◆ EXERCISE REQUIREMENTS: Exactly as they stand, set down all of the records again.

◆ RECORD SET:
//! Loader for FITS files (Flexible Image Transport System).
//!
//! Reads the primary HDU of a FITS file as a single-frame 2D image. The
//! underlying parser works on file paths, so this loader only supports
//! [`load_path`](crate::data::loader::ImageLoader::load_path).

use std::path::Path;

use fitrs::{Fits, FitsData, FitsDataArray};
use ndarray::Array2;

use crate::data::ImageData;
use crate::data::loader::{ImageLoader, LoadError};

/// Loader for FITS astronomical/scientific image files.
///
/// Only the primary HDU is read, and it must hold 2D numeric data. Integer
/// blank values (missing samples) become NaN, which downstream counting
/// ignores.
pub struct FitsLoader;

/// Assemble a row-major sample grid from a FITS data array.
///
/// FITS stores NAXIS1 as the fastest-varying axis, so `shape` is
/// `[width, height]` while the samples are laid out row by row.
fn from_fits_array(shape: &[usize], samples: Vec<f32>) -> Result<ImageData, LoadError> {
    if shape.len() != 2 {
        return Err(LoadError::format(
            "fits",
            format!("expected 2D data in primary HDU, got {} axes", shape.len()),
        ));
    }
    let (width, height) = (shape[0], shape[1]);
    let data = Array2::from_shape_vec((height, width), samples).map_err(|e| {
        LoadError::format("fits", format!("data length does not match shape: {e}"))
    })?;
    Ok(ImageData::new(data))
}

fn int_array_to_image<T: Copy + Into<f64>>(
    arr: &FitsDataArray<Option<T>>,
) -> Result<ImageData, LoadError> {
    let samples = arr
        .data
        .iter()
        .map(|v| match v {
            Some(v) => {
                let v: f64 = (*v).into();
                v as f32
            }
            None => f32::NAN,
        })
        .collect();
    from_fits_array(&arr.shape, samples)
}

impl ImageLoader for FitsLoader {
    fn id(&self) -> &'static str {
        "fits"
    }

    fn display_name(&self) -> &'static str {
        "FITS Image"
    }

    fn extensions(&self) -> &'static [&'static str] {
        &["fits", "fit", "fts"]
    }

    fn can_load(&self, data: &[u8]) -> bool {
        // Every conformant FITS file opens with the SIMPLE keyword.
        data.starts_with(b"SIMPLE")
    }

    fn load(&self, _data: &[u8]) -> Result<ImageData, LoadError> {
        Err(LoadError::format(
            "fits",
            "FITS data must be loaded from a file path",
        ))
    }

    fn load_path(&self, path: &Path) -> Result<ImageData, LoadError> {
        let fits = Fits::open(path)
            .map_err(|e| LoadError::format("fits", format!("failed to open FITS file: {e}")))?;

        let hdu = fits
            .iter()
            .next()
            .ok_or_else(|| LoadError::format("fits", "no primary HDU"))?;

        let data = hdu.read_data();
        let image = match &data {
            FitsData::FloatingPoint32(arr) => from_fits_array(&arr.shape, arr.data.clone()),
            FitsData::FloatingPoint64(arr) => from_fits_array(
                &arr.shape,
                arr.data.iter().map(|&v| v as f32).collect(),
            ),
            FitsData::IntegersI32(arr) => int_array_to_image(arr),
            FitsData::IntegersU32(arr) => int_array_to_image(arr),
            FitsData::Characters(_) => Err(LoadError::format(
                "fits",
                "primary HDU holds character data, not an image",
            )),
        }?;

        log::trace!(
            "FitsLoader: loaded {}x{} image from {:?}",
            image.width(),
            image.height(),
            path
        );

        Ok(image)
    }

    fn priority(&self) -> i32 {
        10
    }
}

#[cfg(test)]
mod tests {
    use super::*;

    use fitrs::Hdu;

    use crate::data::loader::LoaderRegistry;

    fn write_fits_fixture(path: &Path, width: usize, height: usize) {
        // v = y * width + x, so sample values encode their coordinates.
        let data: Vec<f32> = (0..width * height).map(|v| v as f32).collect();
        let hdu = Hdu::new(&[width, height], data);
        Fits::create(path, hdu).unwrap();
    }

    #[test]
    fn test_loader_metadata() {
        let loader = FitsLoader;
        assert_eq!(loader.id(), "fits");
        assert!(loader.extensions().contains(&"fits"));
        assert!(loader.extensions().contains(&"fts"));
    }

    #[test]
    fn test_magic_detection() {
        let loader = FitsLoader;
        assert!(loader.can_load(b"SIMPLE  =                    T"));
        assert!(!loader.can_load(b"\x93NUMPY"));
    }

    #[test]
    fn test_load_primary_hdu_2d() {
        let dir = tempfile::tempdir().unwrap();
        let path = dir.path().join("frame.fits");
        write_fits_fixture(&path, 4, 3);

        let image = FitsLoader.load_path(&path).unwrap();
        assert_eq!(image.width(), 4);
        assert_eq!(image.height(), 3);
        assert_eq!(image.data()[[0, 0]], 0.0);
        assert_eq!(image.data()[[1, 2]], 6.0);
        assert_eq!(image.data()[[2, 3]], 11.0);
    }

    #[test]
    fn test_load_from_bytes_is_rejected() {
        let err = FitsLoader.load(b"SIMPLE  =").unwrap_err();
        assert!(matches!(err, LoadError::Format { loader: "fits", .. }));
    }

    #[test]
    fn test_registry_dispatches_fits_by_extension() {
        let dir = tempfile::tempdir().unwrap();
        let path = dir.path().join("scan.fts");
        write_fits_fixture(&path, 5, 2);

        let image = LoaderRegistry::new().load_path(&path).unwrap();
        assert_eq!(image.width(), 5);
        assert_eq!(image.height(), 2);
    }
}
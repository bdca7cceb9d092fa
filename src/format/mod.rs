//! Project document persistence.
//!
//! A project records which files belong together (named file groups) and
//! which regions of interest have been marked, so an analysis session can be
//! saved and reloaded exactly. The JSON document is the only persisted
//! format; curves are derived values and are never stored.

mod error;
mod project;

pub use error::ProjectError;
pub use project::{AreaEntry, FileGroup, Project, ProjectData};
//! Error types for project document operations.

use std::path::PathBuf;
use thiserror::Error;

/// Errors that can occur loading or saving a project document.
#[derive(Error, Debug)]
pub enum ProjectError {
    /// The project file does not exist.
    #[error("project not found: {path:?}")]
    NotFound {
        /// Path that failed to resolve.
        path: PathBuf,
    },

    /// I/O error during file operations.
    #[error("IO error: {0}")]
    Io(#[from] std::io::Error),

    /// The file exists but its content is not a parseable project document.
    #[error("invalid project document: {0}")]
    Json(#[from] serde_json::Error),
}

◆ SOLUTION FOR THIS EXERCISE:
//! Loader for FITS files (Flexible Image Transport System).
//!
//! Reads the primary HDU of a FITS file as a single-frame 2D image. The
//! underlying parser works on file paths, so this loader only supports
//! [`load_path`](crate::data::loader::ImageLoader::load_path).

use std::path::Path;

use fitrs::{Fits, FitsData, FitsDataArray};
use ndarray::Array2;

use crate::data::ImageData;
use crate::data::loader::{ImageLoader, LoadError};

/// Loader for FITS astronomical/scientific image files.
///
/// Only the primary HDU is read, and it must hold 2D numeric data. Integer
/// blank values (missing samples) become NaN, which downstream counting
/// ignores.
pub struct FitsLoader;

/// Assemble a row-major sample grid from a FITS data array.
///
/// FITS stores NAXIS1 as the fastest-varying axis, so `shape` is
/// `[width, height]` while the samples are laid out row by row.
fn from_fits_array(shape: &[usize], samples: Vec<f32>) -> Result<ImageData, LoadError> {
    if shape.len() != 2 {
        return Err(LoadError::format(
            "fits",
            format!("expected 2D data in primary HDU, got {} axes", shape.len()),
        ));
    }
    let (width, height) = (shape[0], shape[1]);
    let data = Array2::from_shape_vec((height, width), samples).map_err(|e| {
        LoadError::format("fits", format!("data length does not match shape: {e}"))
    })?;
    Ok(ImageData::new(data))
}

fn int_array_to_image<T: Copy + Into<f64>>(
    arr: &FitsDataArray<Option<T>>,
) -> Result<ImageData, LoadError> {
    let samples = arr
        .data
        .iter()
        .map(|v| match v {
            Some(v) => {
                let v: f64 = (*v).into();
                v as f32
            }
            None => f32::NAN,
        })
        .collect();
    from_fits_array(&arr.shape, samples)
}

impl ImageLoader for FitsLoader {
    fn id(&self) -> &'static str {
        "fits"
    }

    fn display_name(&self) -> &'static str {
        "FITS Image"
    }

    fn extensions(&self) -> &'static [&'static str] {
        &["fits", "fit", "fts"]
    }

    fn can_load(&self, data: &[u8]) -> bool {
        // Every conformant FITS file opens with the SIMPLE keyword.
        data.starts_with(b"SIMPLE")
    }

    fn load(&self, _data: &[u8]) -> Result<ImageData, LoadError> {
        Err(LoadError::format(
            "fits",
            "FITS data must be loaded from a file path",
        ))
    }

    fn load_path(&self, path: &Path) -> Result<ImageData, LoadError> {
        let fits = Fits::open(path)
            .map_err(|e| LoadError::format("fits", format!("failed to open FITS file: {e}")))?;

        let hdu = fits
            .iter()
            .next()
            .ok_or_else(|| LoadError::format("fits", "no primary HDU"))?;

        let data = hdu.read_data();
        let image = match &data {
            FitsData::FloatingPoint32(arr) => from_fits_array(&arr.shape, arr.data.clone()),
            FitsData::FloatingPoint64(arr) => from_fits_array(
                &arr.shape,
                arr.data.iter().map(|&v| v as f32).collect(),
            ),
            FitsData::IntegersI32(arr) => int_array_to_image(arr),
            FitsData::IntegersU32(arr) => int_array_to_image(arr),
            FitsData::Characters(_) => Err(LoadError::format(
                "fits",
                "primary HDU holds character data, not an image",
            )),
        }?;

        log::trace!(
            "FitsLoader: loaded {}x{} image from {:?}",
            image.width(),
            image.height(),
            path
        );

        Ok(image)
    }

    fn priority(&self) -> i32 {
        10
    }
}

#[cfg(test)]
mod tests {
    use super::*;

    use fitrs::Hdu;

    use crate::data::loader::LoaderRegistry;

    fn write_fits_fixture(path: &Path, width: usize, height: usize) {
        // v = y * width + x, so sample values encode their coordinates.
        let data: Vec<f32> = (0..width * height).map(|v| v as f32).collect();
        let hdu = Hdu::new(&[width, height], data);
        Fits::create(path, hdu).unwrap();
    }

    #[test]
    fn test_loader_metadata() {
        let loader = FitsLoader;
        assert_eq!(loader.id(), "fits");
        assert!(loader.extensions().contains(&"fits"));
        assert!(loader.extensions().contains(&"fts"));
    }

    #[test]
    fn test_magic_detection() {
        let loader = FitsLoader;
        assert!(loader.can_load(b"SIMPLE  =                    T"));
        assert!(!loader.can_load(b"\x93NUMPY"));
    }

    #[test]
    fn test_load_primary_hdu_2d() {
        let dir = tempfile::tempdir().unwrap();
        let path = dir.path().join("frame.fits");
        write_fits_fixture(&path, 4, 3);

        let image = FitsLoader.load_path(&path).unwrap();
        assert_eq!(image.width(), 4);
        assert_eq!(image.height(), 3);
        assert_eq!(image.data()[[0, 0]], 0.0);
        assert_eq!(image.data()[[1, 2]], 6.0);
        assert_eq!(image.data()[[2, 3]], 11.0);
    }

    #[test]
    fn test_load_from_bytes_is_rejected() {
        let err = FitsLoader.load(b"SIMPLE  =").unwrap_err();
        assert!(matches!(err, LoadError::Format { loader: "fits", .. }));
    }

    #[test]
    fn test_registry_dispatches_fits_by_extension() {
        let dir = tempfile::tempdir().unwrap();
        let path = dir.path().join("scan.fts");
        write_fits_fixture(&path, 5, 2);

        let image = LoaderRegistry::new().load_path(&path).unwrap();
        assert_eq!(image.width(), 5);
        assert_eq!(image.height(), 2);
    }
}
repository bdca7cceb9d092fa
filename src/format/mod.rs
//! Project document persistence.
//!
//! A project records which files belong together (named file groups) and
//! which regions of interest have been marked, so an analysis session can be
//! saved and reloaded exactly. The JSON document is the only persisted
//! format; curves are derived values and are never stored.

mod error;
mod project;

pub use error::ProjectError;
pub use project::{AreaEntry, FileGroup, Project, ProjectData};
//! Error types for project document operations.

use std::path::PathBuf;
use thiserror::Error;

/// Errors that can occur loading or saving a project document.
#[derive(Error, Debug)]
pub enum ProjectError {
    /// The project file does not exist.
    #[error("project not found: {path:?}")]
    NotFound {
        /// Path that failed to resolve.
        path: PathBuf,
    },

    /// I/O error during file operations.
    #[error("IO error: {0}")]
    Io(#[from] std::io::Error),

    /// The file exists but its content is not a parseable project document.
    #[error("invalid project document: {0}")]
    Json(#[from] serde_json::Error),
}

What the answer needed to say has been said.